The overall scheme of the SC refinement. The triplicate datasets of SC were analyzed by PLGEM-STN and confident DEPs were selected with p-value threshold less than 0.01. The further quantification refinement was performed for the proteins within 0.01 ≤ p-value ≤ 0.05 using MAI estimators. The proteins with recalculated p-value < 0.03 were considered statistically significant and were combined with DEPs of p-value < 0.01.

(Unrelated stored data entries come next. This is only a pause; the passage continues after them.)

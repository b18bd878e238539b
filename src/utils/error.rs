use thiserror::Error;

#[derive(Error, Debug)]
pub enum TableError {
    #[error("Invalid CSV format: {message}")]
    InvalidFormat { message: String },

    #[error("Unknown column: {name}")]
    UnknownColumn { name: String },

    #[error("CSV processing error: {0}")]
    CsvError(#[from] csv::Error),

    #[error("IO error: {0}")]
    IoError(#[from] std::io::Error),

    #[error("Serialization error: {0}")]
    SerializationError(#[from] serde_json::Error),

    #[error("Key-value store error: {message}")]
    StoreError { message: String },

    #[error("Configuration error in '{field}': {message}")]
    ConfigValidationError { field: String, message: String },

    #[error("Invalid value '{value}' for '{field}': {reason}")]
    InvalidConfigValueError {
        field: String,
        value: String,
        reason: String,
    },
}

impl TableError {
    pub fn invalid_format(message: impl Into<String>) -> Self {
        TableError::InvalidFormat {
            message: message.into(),
        }
    }

    /// 引擎在這些錯誤之後仍可繼續使用
    pub fn is_recoverable(&self) -> bool {
        !matches!(
            self,
            TableError::ConfigValidationError { .. } | TableError::InvalidConfigValueError { .. }
        )
    }

    pub fn user_friendly_message(&self) -> String {
        match self {
            TableError::InvalidFormat { .. } => "Invalid CSV Format".to_string(),
            TableError::UnknownColumn { name } => format!("Column '{}' does not exist", name),
            TableError::CsvError(e) => format!("Could not read the CSV data: {}", e),
            TableError::IoError(e) => format!("File access failed: {}", e),
            TableError::SerializationError(e) => format!("Saved settings are unreadable: {}", e),
            TableError::StoreError { message } => format!("Could not save settings: {}", message),
            TableError::ConfigValidationError { field, message } => {
                format!("Configuration problem in '{}': {}", field, message)
            }
            TableError::InvalidConfigValueError { field, reason, .. } => {
                format!("Configuration value for '{}' is invalid: {}", field, reason)
            }
        }
    }

    pub fn recovery_suggestion(&self) -> &'static str {
        match self {
            TableError::InvalidFormat { .. } => {
                "Make sure the first line is a header row and the first record has a 'name' value"
            }
            TableError::UnknownColumn { .. } => "Check the column name against the table header",
            TableError::CsvError(_) => "Check the file for unbalanced quotes or a wrong delimiter",
            TableError::IoError(_) => "Check that the file exists and is readable",
            TableError::SerializationError(_) => "Delete the saved state file to reset column settings",
            TableError::StoreError { .. } => "Check write permissions of the state directory",
            TableError::ConfigValidationError { .. } | TableError::InvalidConfigValueError { .. } => {
                "Fix the configuration file and run again"
            }
        }
    }
}

pub type Result<T> = std::result::Result<T, TableError>;
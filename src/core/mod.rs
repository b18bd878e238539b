pub mod columns;
pub mod csv_io;
pub mod dataset;
pub mod engine;
pub mod filter;
pub mod paginate;
pub mod sort;

pub use crate::domain::model::{
    ColumnDescriptor, FieldValue, ImportPolicy, Page, Record, SortConfig, SortDirection, View,
};
pub use crate::domain::ports::{KeyValueStore, Storage};
pub use crate::utils::error::Result;
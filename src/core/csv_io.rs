use crate::core::{FieldValue, KeyValueStore, Record};
use crate::core::columns::ColumnRegistry;
use crate::utils::error::{Result, TableError};

pub const DEFAULT_REQUIRED_FIELD: &str = "name";
pub const DEFAULT_EXPORT_FILENAME: &str = "table_export.csv";

#[derive(Debug, Clone)]
pub struct CsvOptions {
    pub delimiter: u8,
    pub infer_integers: bool,
    pub required_field: String,
}

impl Default for CsvOptions {
    fn default() -> Self {
        Self {
            delimiter: b',',
            infer_integers: true,
            required_field: DEFAULT_REQUIRED_FIELD.to_string(),
        }
    }
}

/// Parses CSV text (header row + data rows) into records.
///
/// Blank lines are skipped, a row of empty cells is kept as a record of
/// empty strings. Short rows leave the trailing fields absent and cells
/// past the header are dropped. The first record must carry a
/// non-empty `required_field`, otherwise the whole import is rejected.
pub fn parse_csv(text: &str, options: &CsvOptions) -> Result<Vec<Record>> {
    let text = text.strip_prefix('\u{feff}').unwrap_or(text);

    let mut reader = csv::ReaderBuilder::new()
        .delimiter(options.delimiter)
        .has_headers(true)
        .flexible(true)
        .from_reader(text.as_bytes());

    let headers = reader.headers()?.clone();
    tracing::debug!("CSV header: {:?}", headers);

    let mut records = Vec::new();
    for row in reader.records() {
        let row = row?;
        let mut record = Record::new();
        for (header, cell) in headers.iter().zip(row.iter()) {
            record.insert(header, infer_value(cell, options.infer_integers));
        }
        records.push(record);
    }

    validate_first_record(&records, &options.required_field)?;

    tracing::debug!("Parsed {} CSV records", records.len());
    Ok(records)
}

fn validate_first_record(records: &[Record], required_field: &str) -> Result<()> {
    let first = records
        .first()
        .ok_or_else(|| TableError::invalid_format("no data rows found"))?;

    match first.get(required_field) {
        Some(value) if !value.is_empty() => Ok(()),
        _ => Err(TableError::invalid_format(format!(
            "first record has no '{}' value",
            required_field
        ))),
    }
}

// 只有在重新格式化後與原文相同時才視為整數，"007" 與 "+5" 保持文字
fn infer_value(cell: &str, infer_integers: bool) -> FieldValue {
    if infer_integers {
        if let Ok(n) = cell.parse::<i64>() {
            if n.to_string() == cell {
                return FieldValue::Integer(n);
            }
        }
    }
    FieldValue::Text(cell.to_string())
}

/// Serializes `records` projected onto `columns`, header row first.
/// Missing fields are written empty. No columns means no output.
pub fn write_csv(records: &[Record], columns: &[String], delimiter: u8) -> Result<String> {
    if columns.is_empty() {
        return Ok(String::new());
    }

    let mut writer = csv::WriterBuilder::new()
        .delimiter(delimiter)
        .terminator(csv::Terminator::Any(b'\n'))
        .from_writer(Vec::new());

    writer.write_record(columns)?;
    for record in records {
        writer.write_record(columns.iter().map(|column| {
            record
                .get(column)
                .map(|value| value.to_string())
                .unwrap_or_default()
        }))?;
    }

    let bytes = writer
        .into_inner()
        .map_err(|e| TableError::IoError(e.into_error()))?;
    String::from_utf8(bytes).map_err(|e| TableError::invalid_format(e.to_string()))
}

/// Export of the visible columns, in registry order.
pub fn export_csv<K: KeyValueStore>(
    records: &[Record],
    registry: &ColumnRegistry<K>,
    delimiter: u8,
) -> Result<String> {
    write_csv(records, &registry.visible_names(), delimiter)
}
//! Command-line parsing for the metric analyser.
//!
//! The command takes no positional arguments; every option has a default and
//! can also come from the environment (or a `.env` file).

use std::path::PathBuf;

use clap::Parser;

use crate::domain::AnalyserConfig;

/// Top-level CLI.
#[derive(Debug, Parser, Clone)]
#[command(
    name = "metric-analyser",
    version,
    about = "Analyse download performance and find the under-performing periods"
)]
pub struct Cli {
    /// Directory holding the measurement JSON files.
    #[arg(long, env = "METRIC_ANALYSER_INPUT_DIR", default_value = "./input")]
    pub input_dir: PathBuf,

    /// Directory receiving one `<name>.output` report per input file.
    #[arg(long, env = "METRIC_ANALYSER_OUTPUT_DIR", default_value = "./output")]
    pub output_dir: PathBuf,

    /// Worker threads used to analyse datasets (defaults to one per CPU).
    #[arg(long, env = "METRIC_ANALYSER_THREADS")]
    pub threads: Option<usize>,

    /// Print reports to stdout instead of writing them to the output directory.
    #[arg(long)]
    pub print: bool,

    /// Enable debug logging.
    #[arg(short, long, conflicts_with = "quiet")]
    pub verbose: bool,

    /// Only log errors (overrides RUST_LOG).
    #[arg(short, long)]
    pub quiet: bool,
}

impl Cli {
    pub fn config(&self) -> AnalyserConfig {
        AnalyserConfig {
            input_dir: self.input_dir.clone(),
            output_dir: self.output_dir.clone(),
            threads: self.threads,
            print: self.print,
        }
    }
}

#[cfg(test)]
mod tests {
    use super::*;

    #[test]
    fn explicit_flags_reach_config() {
        let cli = Cli::try_parse_from([
            "metric-analyser",
            "--input-dir",
            "data/in",
            "--output-dir",
            "data/out",
            "--threads",
            "3",
            "--print",
        ])
        .unwrap();
        let config = cli.config();
        assert_eq!(config.input_dir, PathBuf::from("data/in"));
        assert_eq!(config.output_dir, PathBuf::from("data/out"));
        assert_eq!(config.threads, Some(3));
        assert!(config.print);
    }

    #[test]
    fn verbose_and_quiet_conflict() {
        assert!(Cli::try_parse_from(["metric-analyser", "-v", "-q"]).is_err());
    }

    #[test]
    fn positional_arguments_are_rejected() {
        assert!(Cli::try_parse_from(["metric-analyser", "input"]).is_err());
    }
}
//! Print reports to stdout (`--print`).

use std::io::Write as _;

use crate::error::AppError;
use crate::io::Writer;

#[derive(Debug, Clone, Copy, Default)]
pub struct StdoutWriter;

impl Writer for StdoutWriter {
    fn write(&mut self, name: &str, content: &str) -> Result<(), AppError> {
        let mut out = std::io::stdout().lock();
        writeln!(out, "==> {name} <==")
            .and_then(|_| writeln!(out, "{content}"))
            .map_err(|e| AppError::storage(format!("Failed to print report '{name}': {e}")))
    }
}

Spectral count variation and PLGEM-STN p-values

To observe the distribution of PLGEM-STN p-values over SC numbers of low-abundance proteins, we plotted the PLGEM-STN p-values of identified proteins over the mean values of SCs and observed that the mean p-values of proteins identified with lower SC (SC mean <5) was about 0.2293, whereas proteins identified with higher SC (SC mean ≥5) showed the mean p-values around 0.0983 (Fig. 2a). Furthermore, we plotted the ratio of expected and measured standard deviations (σ-expected/σ-measured) over the mean of repeated SC detection showing that low-abundance proteins have poor reproducibility on SC during the triplicate analysis compared with high-abundance proteins (Fig. 2b). We assumed the σ-expected as standard deviation calculated from the PLGEM linear regression model, which explicitly assume a constant coefficient of variation (CV) and deriving standard deviation varying proportionally with the mean. About 44% (636 out of 1,445) proteins with low SC (SC mean <5) had σ-measured greater than σ-expected, σ-expected/σ-measured <1, whereas 37% (391 out of 1,065) proteins with mean of SC ≥5 had σ-expected/σ-measured <1. This observation indicated that LC-MS/MS data acquisition of those low-abundance proteins have poor reproducibility in spectral counting.

Figure 2
figure 2

Relationship between the number of SC and PLGEM-STN statistical factors. (a) A plot of PLGEM-STN p-values and the mean values of triplicate SC of MDA-MB468 cells grown under HG and GD conditions. The plot demonstrates that proteins with low SC (SC mean < 5) have higher p-values (average 0.2293) and proteins with high SC (SC mean > 100) have lower p-values (average 0.0983). (b) A plot of measured standard deviation over expected standard deviation (σ_expected/σ_measured) and the mean of SC. The plot demonstrates that proteins with low SC tend to have more differences between expected standard deviation and measured standard deviation.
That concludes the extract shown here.